[Collected data entries]
■ ■ ■ ■

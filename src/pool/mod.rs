//! Worker pool: bounded parallel execution of the per-issue workflow.

pub mod executor;
pub mod worker;

pub use executor::{CompletionCallback, TERMINATE_GRACE, WorkerPool};
pub use worker::{Worker, WorkerActivity, WorkerContext, WorkerResult, WorkerSettings, is_non_code};
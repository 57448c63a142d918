//! Per-issue workflow executed inside a worker.
//!
//! 1. Snapshot the main checkout's status (leak baseline)
//! 2. Create an isolated worktree and branch
//! 3. Ready phase: ask the agent for a verdict
//! 4. Implement phase: let the agent make the change
//! 5. Commit leftovers in the worktree and verify real work was done
//! 6. Revert anything the agent wrote into the main checkout by mistake
//!
//! Leaks are detected against a per-worker baseline, so with several workers
//! running a reverted path is only attributed to this issue when it is one of
//! the issue's own changed files; anything else is reported as unattributed.
//!
//! Every failure ends up in the returned [`WorkerResult`]; nothing escapes.

use std::collections::{BTreeMap, BTreeSet};
use std::path::{Path, PathBuf};
use std::sync::Arc;
use std::sync::atomic::{AtomicU64, AtomicUsize, Ordering};
use std::time::{Duration, Instant};

use tokio_util::sync::CancellationToken;
use tracing::{info, warn};

use crate::agent::{
    AgentCommands, AgentInvoker, AgentPhase, AgentRequest, Verdict, ensure_cwd, parse_verdict,
};
use crate::errors::WorkerError;
use crate::issue::Issue;
use crate::tracker::git::{DEFAULT_GIT_TIMEOUT, StatusEntry, parse_name_only, run_git, run_git_checked};
use crate::tracker::{RepoMutex, Worktree, WorktreeManager};

/// Extensions that never count as a code change on their own.
const NON_CODE_EXTENSIONS: &[&str] = &["md", "markdown", "txt", "rst", "adoc"];

/// Outcome of one issue attempt.
#[derive(Debug, Clone, Default, PartialEq)]
pub struct WorkerResult {
    pub issue_id: String,
    /// Issue file path relative to the repository root.
    pub issue_path: PathBuf,
    pub success: bool,
    pub branch_name: String,
    pub worktree_path: PathBuf,
    pub changed_files: Vec<String>,
    pub should_close: bool,
    pub close_reason: Option<String>,
    pub close_status: Option<String>,
    pub was_corrected: bool,
    pub corrections: Vec<String>,
    pub error: Option<String>,
    pub interrupted: bool,
    pub leaked_files: Vec<String>,
    /// Reverted main-checkout changes that may belong to a concurrent worker.
    pub unattributed_leaks: Vec<String>,
    pub duration: Duration,
    /// Seconds per phase: `ready`, `implement`, `total`.
    pub phase_timings: BTreeMap<String, f64>,
}

impl WorkerResult {
    pub fn new(issue: &Issue) -> Self {
        Self {
            issue_id: issue.id.clone(),
            issue_path: issue.path.clone(),
            ..Default::default()
        }
    }

    /// A failed result for work that never reached the workflow.
    pub fn failure(issue: &Issue, error: impl Into<String>) -> Self {
        Self {
            error: Some(error.into()),
            ..Self::new(issue)
        }
    }

    /// Successful and should be merged (not closed).
    pub fn is_mergeable(&self) -> bool {
        self.success && !self.should_close
    }
}

/// Fixed settings for every worker of a run.
#[derive(Debug, Clone)]
pub struct WorkerSettings {
    pub commands: AgentCommands,
    pub timeout: Duration,
    pub require_code_changes: bool,
    /// Issues directory relative to the repository root.
    pub issues_dir: PathBuf,
    /// Paths in the main checkout that workers may legitimately change,
    /// relative to the repository root (state file, worktree base).
    pub leak_exclusions: Vec<PathBuf>,
}

/// Shared handles every worker needs.
pub struct WorkerContext {
    pub repo: Arc<RepoMutex>,
    pub worktrees: Arc<WorktreeManager>,
    pub agent: Arc<dyn AgentInvoker>,
    pub settings: WorkerSettings,
    /// Cancelled when in-flight agents are being terminated.
    pub terminating: CancellationToken,
    pub activity: WorkerActivity,
}

/// Tracks which workers overlapped in time.
#[derive(Debug, Default)]
pub struct WorkerActivity {
    running: AtomicUsize,
    started: AtomicU64,
}

impl WorkerActivity {
    fn enter(&self) -> Presence<'_> {
        let others_at_start = self.running.fetch_add(1, Ordering::SeqCst);
        let seq = self.started.fetch_add(1, Ordering::SeqCst) + 1;
        Presence {
            activity: self,
            others_at_start,
            seq,
        }
    }
}

/// One worker's registration in [`WorkerActivity`]; leaves on drop.
struct Presence<'a> {
    activity: &'a WorkerActivity,
    others_at_start: usize,
    seq: u64,
}

impl Presence<'_> {
    /// No other worker was running at start, and none has started since.
    fn ran_alone(&self) -> bool {
        self.others_at_start == 0 && self.activity.started.load(Ordering::SeqCst) == self.seq
    }
}

impl Drop for Presence<'_> {
    fn drop(&mut self) {
        self.activity.running.fetch_sub(1, Ordering::SeqCst);
    }
}

pub struct Worker {
    ctx: Arc<WorkerContext>,
}

impl Worker {
    pub fn new(ctx: Arc<WorkerContext>) -> Self {
        Self { ctx }
    }

    pub async fn process(&self, issue: &Issue) -> WorkerResult {
        let started = Instant::now();
        let mut result = WorkerResult::new(issue);
        info!(issue = %issue.id, "worker started");
        let presence = self.ctx.activity.enter();

        let baseline = match self.snapshot_main().await {
            Ok(entries) => Some(entries),
            Err(e) => {
                warn!(issue = %issue.id, error = %e, "could not snapshot main checkout; leak detection disabled");
                None
            }
        };

        let outcome = self.run_workflow(issue, &mut result).await;

        if let Some(baseline) = baseline {
            match self.remediate_leaks(&baseline).await {
                Ok(leaked) => {
                    let alone = presence.ran_alone();
                    let (own, foreign): (Vec<String>, Vec<String>) = leaked
                        .into_iter()
                        .partition(|path| alone || result.changed_files.contains(path));
                    if !own.is_empty() {
                        warn!(issue = %issue.id, files = ?own, "agent wrote to the main checkout; changes reverted");
                    }
                    if !foreign.is_empty() {
                        warn!(issue = %issue.id, files = ?foreign, "reverted main-checkout changes of unknown origin");
                    }
                    result.leaked_files = own;
                    result.unattributed_leaks = foreign;
                }
                Err(e) => warn!(issue = %issue.id, error = %e, "leak check failed"),
            }
        }

        match outcome {
            Ok(()) => result.success = true,
            Err(e) => {
                result.success = false;
                result.interrupted = matches!(e, WorkerError::Interrupted)
                    || self.ctx.terminating.is_cancelled();
                result.error = Some(e.to_string());
            }
        }

        result.duration = started.elapsed();
        result
            .phase_timings
            .insert("total".into(), result.duration.as_secs_f64());
        info!(
            issue = %issue.id,
            success = result.success,
            close = result.should_close,
            secs = result.duration.as_secs(),
            "worker finished"
        );
        result
    }

    async fn run_workflow(&self, issue: &Issue, result: &mut WorkerResult) -> Result<(), WorkerError> {
        if self.ctx.terminating.is_cancelled() {
            return Err(WorkerError::Interrupted);
        }

        let worktree = self
            .ctx
            .worktrees
            .create(&issue.id)
            .await
            .map_err(|source| WorkerError::WorktreeSetup {
                path: self.ctx.worktrees.base_dir().to_path_buf(),
                source,
            })?;
        result.branch_name = worktree.branch.clone();
        result.worktree_path = worktree.path.clone();

        // Ready phase
        let phase_start = Instant::now();
        let ready = self.invoke(issue, AgentPhase::Ready, &worktree.path).await;
        result
            .phase_timings
            .insert("ready".into(), phase_start.elapsed().as_secs_f64());
        match parse_verdict(&ready?) {
            Verdict::Close { reason, status } => {
                info!(issue = %issue.id, %status, "readiness check closed the issue");
                result.should_close = true;
                result.close_reason = Some(reason);
                result.close_status = Some(status);
                return Ok(());
            }
            Verdict::NotReady { reason } => return Err(WorkerError::NotReady { reason }),
            Verdict::Ready {
                was_corrected,
                corrections,
            } => {
                result.was_corrected = was_corrected;
                result.corrections = corrections;
            }
        }

        // Implement phase
        let phase_start = Instant::now();
        let implemented = self.invoke(issue, AgentPhase::Implement, &worktree.path).await;
        result
            .phase_timings
            .insert("implement".into(), phase_start.elapsed().as_secs_f64());
        implemented?;

        self.commit_leftovers(issue, &worktree.path).await?;
        result.changed_files = self.changed_files(&worktree).await?;
        self.verify_work(&result.changed_files)?;
        Ok(())
    }

    /// Run one agent phase; non-zero exit or timeout is an error.
    async fn invoke(&self, issue: &Issue, phase: AgentPhase, cwd: &Path) -> Result<String, WorkerError> {
        ensure_cwd(cwd)?;
        let request = AgentRequest {
            issue_id: issue.id.clone(),
            phase,
            command: self.ctx.settings.commands.render(phase, issue),
            cwd: cwd.to_path_buf(),
            timeout: self.ctx.settings.timeout,
        };
        let output = self.ctx.agent.invoke(&request).await?;
        if output.timed_out {
            return Err(WorkerError::AgentTimedOut {
                phase: phase.to_string(),
                secs: self.ctx.settings.timeout.as_secs(),
            });
        }
        if !output.success() {
            return Err(WorkerError::AgentFailed {
                phase: phase.to_string(),
                exit_code: output.exit_code,
                detail: output.failure_detail(),
            });
        }
        Ok(output.stdout)
    }

    /// Commit anything the agent left uncommitted in its worktree.
    async fn commit_leftovers(&self, issue: &Issue, worktree: &Path) -> Result<(), WorkerError> {
        let status = run_git_checked(&["status", "--porcelain"], worktree, DEFAULT_GIT_TIMEOUT).await?;
        if status.stdout.trim().is_empty() {
            return Ok(());
        }
        run_git_checked(&["add", "-A"], worktree, DEFAULT_GIT_TIMEOUT).await?;
        let message = format!("{}: {}\n\nCommitted uncommitted agent changes.", issue.id, issue.title);
        let commit = run_git(&["commit", "-m", &message], worktree, DEFAULT_GIT_TIMEOUT).await?;
        if !commit.success() && !commit.stdout.contains("nothing to commit") {
            commit.check(&["commit", "-m"])?;
        }
        Ok(())
    }

    async fn changed_files(&self, worktree: &Worktree) -> Result<Vec<String>, WorkerError> {
        let range = format!("{}..HEAD", worktree.base_commit);
        let diff = run_git_checked(&["diff", "--name-only", &range], &worktree.path, DEFAULT_GIT_TIMEOUT).await?;
        Ok(parse_name_only(&diff.stdout))
    }

    fn verify_work(&self, changed: &[String]) -> Result<(), WorkerError> {
        if changed.is_empty() {
            return Err(WorkerError::NoWorkDone(
                "agent reported success but the branch has no changes".into(),
            ));
        }
        if self.ctx.settings.require_code_changes
            && changed.iter().all(|f| is_non_code(f, &self.ctx.settings.issues_dir))
        {
            return Err(WorkerError::NoWorkDone(format!(
                "only documentation or issue files changed ({})",
                changed.join(", ")
            )));
        }
        Ok(())
    }

    async fn snapshot_main(&self) -> Result<BTreeSet<StatusEntry>, WorkerError> {
        let guard = self.ctx.repo.lock().await;
        Ok(guard.status().await?.into_iter().collect())
    }

    /// Revert main-checkout changes that appeared since `baseline`.
    /// Detection and remediation happen under one lock acquisition.
    async fn remediate_leaks(&self, baseline: &BTreeSet<StatusEntry>) -> Result<Vec<String>, WorkerError> {
        let guard = self.ctx.repo.lock().await;
        let leaked: Vec<StatusEntry> = guard
            .status()
            .await?
            .into_iter()
            .filter(|entry| !baseline.contains(entry))
            .filter(|entry| !self.is_excluded(&entry.path))
            .collect();

        for entry in &leaked {
            if entry.is_untracked() || entry.is_added() {
                if entry.is_added() {
                    guard.run(&["reset", "-q", "--", &entry.path]).await?;
                }
                let path = guard.root().join(&entry.path);
                if path.is_file()
                    && let Err(e) = tokio::fs::remove_file(&path).await
                {
                    warn!(path = %entry.path, error = %e, "could not delete leaked file");
                }
            } else {
                let restored = guard.run(&["checkout", "HEAD", "--", &entry.path]).await?;
                if !restored.success() {
                    warn!(path = %entry.path, stderr = %restored.stderr.trim(), "could not restore leaked change");
                }
            }
        }

        Ok(leaked.into_iter().map(|entry| entry.path).collect())
    }

    fn is_excluded(&self, path: &str) -> bool {
        let path = Path::new(path);
        self.ctx.settings.leak_exclusions.iter().any(|excluded| {
            path.starts_with(excluded)
                || path
                    .to_str()
                    .zip(excluded.to_str())
                    .is_some_and(|(p, e)| p.starts_with(e))
        })
    }
}

/// Docs, plain text and anything under the issues directory.
pub fn is_non_code(path: &str, issues_dir: &Path) -> bool {
    if Path::new(path).starts_with(issues_dir) {
        return true;
    }
    Path::new(path)
        .extension()
        .and_then(|ext| ext.to_str())
        .is_some_and(|ext| NON_CODE_EXTENSIONS.contains(&ext.to_lowercase().as_str()))
}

■ ■ ■ ■

• DIRECTIONS FOR THIS TASK
If a line in the entries contains "never", copy it.

• SOLUTION
/// Extensions that never count as a code change on their own.
    /// A failed result for work that never reached the workflow.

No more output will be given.